Dataset entries

=== Begin Enclosure ===

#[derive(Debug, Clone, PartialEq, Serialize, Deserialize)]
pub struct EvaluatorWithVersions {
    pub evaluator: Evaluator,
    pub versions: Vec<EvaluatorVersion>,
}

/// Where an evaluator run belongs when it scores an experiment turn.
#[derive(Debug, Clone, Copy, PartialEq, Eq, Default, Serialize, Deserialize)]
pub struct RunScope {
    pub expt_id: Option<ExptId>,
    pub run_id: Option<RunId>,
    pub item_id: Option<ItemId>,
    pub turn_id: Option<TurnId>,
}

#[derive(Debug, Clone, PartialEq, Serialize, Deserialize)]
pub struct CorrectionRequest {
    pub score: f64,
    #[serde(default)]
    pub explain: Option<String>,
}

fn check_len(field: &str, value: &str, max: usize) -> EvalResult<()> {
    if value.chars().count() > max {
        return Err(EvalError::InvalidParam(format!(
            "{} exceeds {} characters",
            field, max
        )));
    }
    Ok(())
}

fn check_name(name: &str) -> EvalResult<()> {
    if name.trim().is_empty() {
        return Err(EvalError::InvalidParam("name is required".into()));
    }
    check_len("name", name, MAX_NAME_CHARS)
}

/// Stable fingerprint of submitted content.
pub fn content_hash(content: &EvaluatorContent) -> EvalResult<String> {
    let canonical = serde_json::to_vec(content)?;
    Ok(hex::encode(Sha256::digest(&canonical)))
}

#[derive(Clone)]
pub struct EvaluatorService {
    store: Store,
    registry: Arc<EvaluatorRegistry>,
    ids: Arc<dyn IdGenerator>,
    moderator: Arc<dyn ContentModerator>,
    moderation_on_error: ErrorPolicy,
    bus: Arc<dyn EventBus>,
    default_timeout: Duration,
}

=== End Enclosure ===

Write the data out again in full. Match it word for word.

#[derive(Debug, Clone, PartialEq, Serialize, Deserialize)]
pub struct EvaluatorWithVersions {
    pub evaluator: Evaluator,
    pub versions: Vec<EvaluatorVersion>,
}

/// Where an evaluator run belongs when it scores an experiment turn.
#[derive(Debug, Clone, Copy, PartialEq, Eq, Default, Serialize, Deserialize)]
pub struct RunScope {
    pub expt_id: Option<ExptId>,
    pub run_id: Option<RunId>,
    pub item_id: Option<ItemId>,
    pub turn_id: Option<TurnId>,
}

#[derive(Debug, Clone, PartialEq, Serialize, Deserialize)]
pub struct CorrectionRequest {
    pub score: f64,
    #[serde(default)]
    pub explain: Option<String>,
}

fn check_len(field: &str, value: &str, max: usize) -> EvalResult<()> {
    if value.chars().count() > max {
        return Err(EvalError::InvalidParam(format!(
            "{} exceeds {} characters",
            field, max
        )));
    }
    Ok(())
}

fn check_name(name: &str) -> EvalResult<()> {
    if name.trim().is_empty() {
        return Err(EvalError::InvalidParam("name is required".into()));
    }
    check_len("name", name, MAX_NAME_CHARS)
}

/// Stable fingerprint of submitted content.
pub fn content_hash(content: &EvaluatorContent) -> EvalResult<String> {
    let canonical = serde_json::to_vec(content)?;
    Ok(hex::encode(Sha256::digest(&canonical)))
}

#[derive(Clone)]
pub struct EvaluatorService {
    store: Store,
    registry: Arc<EvaluatorRegistry>,
    ids: Arc<dyn IdGenerator>,
    moderator: Arc<dyn ContentModerator>,
    moderation_on_error: ErrorPolicy,
    bus: Arc<dyn EventBus>,
    default_timeout: Duration,
}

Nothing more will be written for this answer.